First of all, you could modify the tuner's file, e.g. CLBlast/src/tuning/kernels/xgemm.hpp
and reduce the number of parameters in settings.parameters
in multiple places, e.g. change {16, 32, 64}
into {16, 32}
for example.
Secondly, you could change the --fraction
command-line argument (of e.g. clblast_tuner_xgemm
) to something below 1.0 to not test everything.

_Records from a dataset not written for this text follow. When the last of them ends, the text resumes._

//! Site-specific extraction: player configuration, URL cipher and page scraping

pub mod cipher;
pub mod client;
pub mod flashvars;
pub mod formats;
pub mod license;
pub mod listing;
pub mod page;

pub use cipher::*;
pub use client::*;
pub use flashvars::*;
pub use formats::*;
pub use license::*;
pub use listing::*;
pub use page::*;
//! Small HTML helpers over `scraper` and `regex`

use once_cell::sync::Lazy;
use regex::{Captures, Regex};
use scraper::{Html, Selector};
use ::url::Url;

static NEWLINES: Lazy<Regex> = Lazy::new(|| Regex::new(r"\s*\n\s*").unwrap());
static LINE_BREAKS: Lazy<Regex> = Lazy::new(|| Regex::new(r"(?i)<\s*br\s*/?\s*>").unwrap());
static PARAGRAPHS: Lazy<Regex> =
    Lazy::new(|| Regex::new(r"(?i)<\s*/\s*p\s*>\s*<\s*p[^>]*>").unwrap());
static ENTITY: Lazy<Regex> =
    Lazy::new(|| Regex::new(r"&(#[xX][0-9a-fA-F]+|#[0-9]+|[a-zA-Z]+);").unwrap());

/// Inner HTML of the first element carrying `class_name`
pub fn find_element_by_class(markup: &str, class_name: &str) -> Option<String> {
    let document = Html::parse_document(markup);
    let selector = Selector::parse("*").ok()?;
    let found = document
        .select(&selector)
        .find(|element| element.value().classes().any(|class| class == class_name))
        .map(|element| element.inner_html());
    found
}

/// Text content of an HTML fragment, entities decoded
pub fn strip_tags(html: &str) -> String {
    let fragment = Html::parse_fragment(html);
    let text: String = fragment.root_element().text().collect();
    text
}

/// Decode character references in plain text; unknown entities are kept
pub fn unescape_html(text: &str) -> String {
    ENTITY
        .replace_all(text, |captures: &Captures| {
            decode_entity(&captures[1])
                .map(String::from)
                .unwrap_or_else(|| captures[0].to_string())
        })
        .into_owned()
}

fn decode_entity(entity: &str) -> Option<char> {
    if let Some(hex) = entity
        .strip_prefix("#x")
        .or_else(|| entity.strip_prefix("#X"))
    {
        return u32::from_str_radix(hex, 16).ok().and_then(char::from_u32);
    }
    if let Some(decimal) = entity.strip_prefix('#') {
        return decimal.parse().ok().and_then(char::from_u32);
    }
    match entity {
        "amp" => Some('&'),
        "lt" => Some('<'),
        "gt" => Some('>'),
        "quot" => Some('"'),
        "apos" => Some('\''),
        "nbsp" => Some('\u{a0}'),
        _ => None,
    }
}

/// Collapse an HTML fragment to readable text.
///
/// Source newlines become spaces, `<br>` and paragraph breaks become newlines.
pub fn clean_html(html: &str) -> String {
    let flattened = NEWLINES.replace_all(html, " ");
    let broken = LINE_BREAKS.replace_all(&flattened, "\n");
    let broken = PARAGRAPHS.replace_all(&broken, "\n");
    strip_tags(&broken).trim().to_string()
}

/// First non-empty capture group of the first match
pub fn search_first_match(markup: &str, pattern: &Regex) -> Option<String> {
    let captures = pattern.captures(markup)?;
    captures
        .iter()
        .skip(1)
        .flatten()
        .map(|m| m.as_str())
        .find(|s| !s.is_empty())
        .map(str::to_string)
}

/// Resolve `relative` against `base`
pub fn join_url(base: &str, relative: &str) -> Option<String> {
    let base = Url::parse(base).ok()?;
    base.join(relative.trim()).ok().map(String::from)
}

/// `content` of the first `<meta property=...>` or `<meta name=...>` tag
pub fn meta_content(markup: &str, property: &str) -> Option<String> {
    let document = Html::parse_document(markup);
    let selector = Selector::parse("meta").ok()?;
    let content = document
        .select(&selector)
        .find(|element| {
            let value = element.value();
            value.attr("property") == Some(property) || value.attr("name") == Some(property)
        })
        .and_then(|element| element.value().attr("content"))
        .map(|content| content.trim().to_string())
        .filter(|content| !content.is_empty());
    content
}

/// `href` of the `<link rel="canonical">` tag
pub fn canonical_href(markup: &str) -> Option<String> {
    let document = Html::parse_document(markup);
    let selector = Selector::parse(r#"link[rel="canonical"]"#).ok()?;
    let href = document
        .select(&selector)
        .next()
        .and_then(|element| element.value().attr("href"))
        .map(str::to_string);
    href
}

/// Every `<a href>` target, in document order
pub fn anchor_hrefs(markup: &str) -> Vec<String> {
    let document = Html::parse_document(markup);
    let Ok(selector) = Selector::parse("a[href]") else {
        return Vec::new();
    };
    let hrefs = document
        .select(&selector)
        .filter_map(|element| element.value().attr("href"))
        .map(str::to_string)
        .collect();
    hrefs
}
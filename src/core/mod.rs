//! Core functionality for kvsget

pub mod progress;
pub mod resolver;
pub mod video_info;

pub use progress::*;
pub use resolver::*;
pub use video_info::*;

Thirdly, you could tune only for the precision you need, e.g. single-precision (32
) float only, and skip the other tuners. Basically make alltuners
first compiles everything and then runs all the tuners (e.g. ./clblast_tuner_xgemm --precision 32
) for all precisions after each other.
Lastly, for GEMM specifically there are 4 parts being tuned (from CLBlast/src/tuning/kernels/xgemm.cpp
):
printf("* (1/4) Tuning main GEMM kernel (GEMMK == 0) for fixed set of parameters\n\n");
StartVariation<1>(argc, argv);
printf("* (2/4) Tuning main GEMM kernel (GEMMK == 0) for random parameters out of larger set\n\n");
StartVariation<2>(argc, argv);
printf("* (3/4) Tuning secondary GEMM kernel (GEMMK == 1) for fixed set of parameters\n\n");
StartVariation<11>(argc, argv);
printf("* (4/4) Tuning secondary GEMM kernel (GEMMK == 1) for random parameters out of larger set\n\n");
StartVariation<12>(argc, argv);
You could skip steps 2/4 and 4/4 to save time.
Can I achieve these by modifying the CMakefileList.txt?
No, I don't think so.
Hi, When running the 'make alltuners' on a Mali GPU, some tunes run hours long. And finally it stuck there and never return. Are there any methods to speed up?